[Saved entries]
<<<<
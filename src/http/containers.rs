//! `/api/containers` and `/api/images` handlers (spec.md §6).

use axum::extract::{Path, State};
use axum::Json;

use crate::domain::errors::DomainError;
use crate::domain::models::AnnotatedContainer;
use crate::services::lock_manager::{with_lock, LockKey};

use super::auth::AuthenticatedUser;
use super::dto::{
    group_by_instance_and_stack, BatchUpgradeRequest, ContainersResponse, DeleteImageResult, DeleteImagesRequest,
    UnusedImagesResponse, UpgradeContainerRequest, UpgradeResult,
};
use super::error::ApiError;
use super::AppState;

pub async fn list_containers(
    State(state): State<AppState>,
    AuthenticatedUser(user_id): AuthenticatedUser,
) -> Result<Json<ContainersResponse>, ApiError> {
    let containers = state.inventory.list_annotated_containers(user_id, false).await?;
    let unused_image_count = state.inventory.list_unused_images(user_id).await?.len();
    Ok(Json(ContainersResponse { groups: group_by_instance_and_stack(containers), unused_image_count }))
}

pub async fn list_unused_images(
    State(state): State<AppState>,
    AuthenticatedUser(user_id): AuthenticatedUser,
) -> Result<Json<UnusedImagesResponse>, ApiError> {
    let images = state.inventory.list_unused_images(user_id).await?;
    Ok(Json(UnusedImagesResponse { images }))
}

/// Resolves an owned container by `(instance_id, container_id)` from the
/// current inventory snapshot, mirroring the Matching Engine's own
/// "drop and warn on orphan instance references" check (spec.md §4.3
/// step 6), here surfaced as a 404 instead of a silent drop.
async fn find_owned_container(
    state: &AppState,
    user_id: i64,
    instance_id: i64,
    container_id: &str,
) -> Result<AnnotatedContainer, ApiError> {
    if state.instances.get(instance_id).await?.filter(|i| i.user_id == user_id).is_none() {
        return Err(DomainError::InstanceNotFound(instance_id).into());
    }

    state
        .inventory
        .list_annotated_containers(user_id, false)
        .await?
        .into_iter()
        .find(|c| c.instance_id == instance_id && c.container_id == container_id)
        .ok_or_else(|| ApiError::NotFound(format!("container {container_id} not found on instance {instance_id}")))
}

pub async fn upgrade_container(
    State(state): State<AppState>,
    AuthenticatedUser(user_id): AuthenticatedUser,
    Path(container_id): Path<String>,
    Json(payload): Json<UpgradeContainerRequest>,
) -> Result<Json<UpgradeResult>, ApiError> {
    let container = find_owned_container(&state, user_id, payload.instance_id, &container_id).await?;
    let result = upgrade_one_locked(&state, user_id, "manual", &container).await;
    Ok(Json(result))
}

pub async fn batch_upgrade(
    State(state): State<AppState>,
    AuthenticatedUser(user_id): AuthenticatedUser,
    Json(payload): Json<BatchUpgradeRequest>,
) -> Result<Json<Vec<UpgradeResult>>, ApiError> {
    let mut results = Vec::with_capacity(payload.containers.len());
    for target in payload.containers {
        let result = match find_owned_container(&state, user_id, target.instance_id, &target.container_id).await {
            Ok(container) => upgrade_one_locked(&state, user_id, "batch", &container).await,
            Err(e) => UpgradeResult {
                container_id: target.container_id,
                success: false,
                old_image: None,
                new_image: None,
                error: Some(e.to_string()),
            },
        };
        results.push(result);
    }
    Ok(Json(results))
}

/// Acquires the same `(instanceId, containerId)` lock the Intent Executor
/// uses before calling §4.5, so a manual upgrade and an in-flight intent
/// execution can never race on the same container (spec.md §5).
async fn upgrade_one_locked(state: &AppState, user_id: i64, trigger: &str, container: &AnnotatedContainer) -> UpgradeResult {
    let key: LockKey = (container.instance_id, container.container_id.clone());
    let owner = format!("{trigger}:{user_id}");

    if let Err(holder) = state.lock_manager.acquire(&key, &owner).await {
        return UpgradeResult {
            container_id: container.container_id.clone(),
            success: false,
            old_image: None,
            new_image: None,
            error: Some(format!("locked-by-{holder}")),
        };
    }

    let credential = state.credentials.credentials_for(user_id, &format!("instance:{}", container.instance_id)).await;
    let new_image_ref = container.latest_image_ref();
    let old_image = container.image.clone();
    let upgrade_executor = state.upgrade_executor.clone();
    let instance_url = container.instance_url.clone();
    let endpoint_id = container.endpoint_id;
    let container_id = container.container_id.clone();

    let outcome = with_lock(&state.lock_manager, key, || async move {
        upgrade_executor.upgrade_one(&instance_url, endpoint_id, &container_id, &old_image, &new_image_ref, credential.as_deref()).await
    })
    .await;

    match outcome {
        Ok(outcome) => UpgradeResult {
            container_id: container.container_id.clone(),
            success: true,
            old_image: Some(outcome.old_image),
            new_image: Some(outcome.new_image),
            error: None,
        },
        Err(e) => UpgradeResult {
            container_id: container.container_id.clone(),
            success: false,
            old_image: None,
            new_image: None,
            error: Some(e.to_string()),
        },
    }
}

pub async fn delete_images(
    State(state): State<AppState>,
    AuthenticatedUser(user_id): AuthenticatedUser,
    Json(payload): Json<DeleteImagesRequest>,
) -> Result<Json<Vec<DeleteImageResult>>, ApiError> {
    let mut results = Vec::with_capacity(payload.images.len());
    for target in payload.images {
        let result = match state.instances.get(target.instance_id).await? {
            Some(instance) if instance.user_id == user_id => {
                match state.endpoint_client.delete_image(&instance.url, instance.id, &target.image_id).await {
                    Ok(()) => DeleteImageResult { id: target.image_id, success: true, error: None },
                    Err(e) => DeleteImageResult { id: target.image_id, success: false, error: Some(e.to_string()) },
                }
            }
            _ => DeleteImageResult {
                id: target.image_id,
                success: false,
                error: Some(format!("instance {} not found", target.instance_id)),
            },
        };
        results.push(result);
    }
    Ok(Json(results))
}
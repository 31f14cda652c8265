//! `/api/batch` handlers (spec.md §6) and the notification ring buffer
//! the Notifier service maintains for operator visibility.

use std::collections::HashSet;

use axum::extract::{Path, Query, State};
use axum::Json;
use serde::Deserialize;

use crate::domain::models::JobKind;
use crate::domain::ports::notifier::NotificationEvent;

use super::auth::AuthenticatedUser;
use super::dto::BatchRunsResponse;
use super::error::ApiError;
use super::AppState;

#[derive(Debug, Deserialize)]
pub struct LimitQuery {
    pub limit: Option<u32>,
}

pub async fn list_runs(State(state): State<AppState>, Query(query): Query<LimitQuery>) -> Result<Json<BatchRunsResponse>, ApiError> {
    let runs = state.batch_runs.list_recent(query.limit.unwrap_or(20)).await?;
    Ok(Json(BatchRunsResponse { runs }))
}

#[derive(Debug, Deserialize)]
pub struct LatestQuery {
    pub by_job_type: Option<bool>,
}

pub async fn latest_run(State(state): State<AppState>, Query(query): Query<LatestQuery>) -> Result<Json<BatchRunsResponse>, ApiError> {
    if query.by_job_type.unwrap_or(false) {
        let mut runs = Vec::new();
        for job_kind in [JobKind::RegistrySweep, JobKind::TrackedAppSweep] {
            runs.extend(state.batch_runs.latest(Some(job_kind)).await?.into_iter().take(1));
        }
        Ok(Json(BatchRunsResponse { runs }))
    } else {
        Ok(Json(BatchRunsResponse { runs: state.batch_runs.latest(None).await?.into_iter().take(1).collect() }))
    }
}

pub async fn trigger(
    State(state): State<AppState>,
    AuthenticatedUser(user_id): AuthenticatedUser,
    Path(job_kind): Path<String>,
) -> Result<Json<serde_json::Value>, ApiError> {
    let job_kind: JobKind = job_kind.parse().map_err(ApiError::BadRequest)?;
    let run_id = state.batch_runner.run_now(job_kind, HashSet::from([user_id])).await?;
    Ok(Json(serde_json::json!({"run_id": run_id})))
}

pub async fn recent_notifications(State(state): State<AppState>) -> Json<Vec<NotificationEvent>> {
    let ring = state.recent_notifications.lock().await;
    Json(ring.iter().cloned().collect())
}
>>>>
§ EXERCISE AIM: Show me every line of the entries above that holds "BatchUpgradeRequest".

§ ANSWER:
    group_by_instance_and_stack, BatchUpgradeRequest, ContainersResponse, DeleteImageResult, DeleteImagesRequest,
    Json(payload): Json<BatchUpgradeRequest>,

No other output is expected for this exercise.